▶ PROBLEM
Where a line holds the word "subject", copy that line from the data below.

··· RAW DATA

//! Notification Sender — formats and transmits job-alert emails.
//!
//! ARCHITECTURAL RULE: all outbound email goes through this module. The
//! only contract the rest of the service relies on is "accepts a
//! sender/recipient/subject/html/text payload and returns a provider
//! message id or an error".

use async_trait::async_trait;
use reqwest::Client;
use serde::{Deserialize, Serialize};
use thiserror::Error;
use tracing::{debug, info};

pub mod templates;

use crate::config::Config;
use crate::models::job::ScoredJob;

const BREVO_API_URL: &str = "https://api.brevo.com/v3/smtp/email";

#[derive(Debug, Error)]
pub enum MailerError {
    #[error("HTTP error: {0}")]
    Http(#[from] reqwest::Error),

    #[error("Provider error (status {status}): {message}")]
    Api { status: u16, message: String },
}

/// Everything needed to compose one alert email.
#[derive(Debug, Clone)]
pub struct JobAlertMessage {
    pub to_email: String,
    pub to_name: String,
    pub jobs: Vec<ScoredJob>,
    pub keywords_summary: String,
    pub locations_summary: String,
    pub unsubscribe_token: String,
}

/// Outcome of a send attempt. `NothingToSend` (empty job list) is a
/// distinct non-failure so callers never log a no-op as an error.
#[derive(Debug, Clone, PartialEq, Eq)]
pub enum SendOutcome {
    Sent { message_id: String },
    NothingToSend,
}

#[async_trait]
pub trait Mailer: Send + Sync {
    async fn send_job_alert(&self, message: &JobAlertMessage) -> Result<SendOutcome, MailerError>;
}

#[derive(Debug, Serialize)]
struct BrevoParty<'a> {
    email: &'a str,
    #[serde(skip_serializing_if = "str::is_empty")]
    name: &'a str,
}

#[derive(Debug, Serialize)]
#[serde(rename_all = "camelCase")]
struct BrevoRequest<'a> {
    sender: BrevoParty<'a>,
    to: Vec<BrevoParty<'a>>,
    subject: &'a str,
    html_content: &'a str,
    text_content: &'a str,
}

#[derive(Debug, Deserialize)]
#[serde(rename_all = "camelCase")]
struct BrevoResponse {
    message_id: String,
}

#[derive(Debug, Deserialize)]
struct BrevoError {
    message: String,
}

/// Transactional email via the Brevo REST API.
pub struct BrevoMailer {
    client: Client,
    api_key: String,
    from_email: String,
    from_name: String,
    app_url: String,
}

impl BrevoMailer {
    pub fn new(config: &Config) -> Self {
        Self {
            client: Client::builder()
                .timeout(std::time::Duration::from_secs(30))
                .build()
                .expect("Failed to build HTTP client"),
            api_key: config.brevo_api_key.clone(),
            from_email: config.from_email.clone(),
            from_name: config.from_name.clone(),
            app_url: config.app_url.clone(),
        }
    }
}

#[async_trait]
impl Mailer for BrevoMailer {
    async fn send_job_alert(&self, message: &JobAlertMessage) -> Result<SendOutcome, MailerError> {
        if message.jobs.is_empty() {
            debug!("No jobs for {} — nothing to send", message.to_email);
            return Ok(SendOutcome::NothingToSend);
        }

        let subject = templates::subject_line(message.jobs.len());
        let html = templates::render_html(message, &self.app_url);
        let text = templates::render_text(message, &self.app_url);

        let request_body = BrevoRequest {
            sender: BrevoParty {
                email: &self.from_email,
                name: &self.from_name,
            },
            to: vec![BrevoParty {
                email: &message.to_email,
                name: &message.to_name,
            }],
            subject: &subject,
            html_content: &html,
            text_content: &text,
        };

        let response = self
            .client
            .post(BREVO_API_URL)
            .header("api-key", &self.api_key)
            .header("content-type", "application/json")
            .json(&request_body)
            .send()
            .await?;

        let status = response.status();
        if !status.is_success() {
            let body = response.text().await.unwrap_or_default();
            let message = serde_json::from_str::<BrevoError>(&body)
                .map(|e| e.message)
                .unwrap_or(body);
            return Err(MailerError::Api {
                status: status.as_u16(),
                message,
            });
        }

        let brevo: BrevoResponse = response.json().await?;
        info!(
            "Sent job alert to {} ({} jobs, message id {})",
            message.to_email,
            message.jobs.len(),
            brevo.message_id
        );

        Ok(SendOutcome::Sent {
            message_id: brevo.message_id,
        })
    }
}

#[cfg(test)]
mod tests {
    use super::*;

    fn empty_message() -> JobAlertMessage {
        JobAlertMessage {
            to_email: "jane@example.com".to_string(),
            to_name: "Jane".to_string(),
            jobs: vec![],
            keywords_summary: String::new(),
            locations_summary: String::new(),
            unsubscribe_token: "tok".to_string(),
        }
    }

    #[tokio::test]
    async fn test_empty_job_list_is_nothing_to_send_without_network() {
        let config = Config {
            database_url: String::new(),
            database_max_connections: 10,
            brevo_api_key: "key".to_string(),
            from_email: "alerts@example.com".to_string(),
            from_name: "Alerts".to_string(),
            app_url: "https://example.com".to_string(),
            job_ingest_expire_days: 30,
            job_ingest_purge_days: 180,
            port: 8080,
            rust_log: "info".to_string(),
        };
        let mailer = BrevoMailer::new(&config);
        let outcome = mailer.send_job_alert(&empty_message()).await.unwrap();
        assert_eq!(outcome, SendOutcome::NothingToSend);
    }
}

······

▶ RESPONSE TO THE TASK
//! sender/recipient/subject/html/text payload and returns a provider
    subject: &'a str,
        let subject = templates::subject_line(message.jobs.len());
            subject: &subject,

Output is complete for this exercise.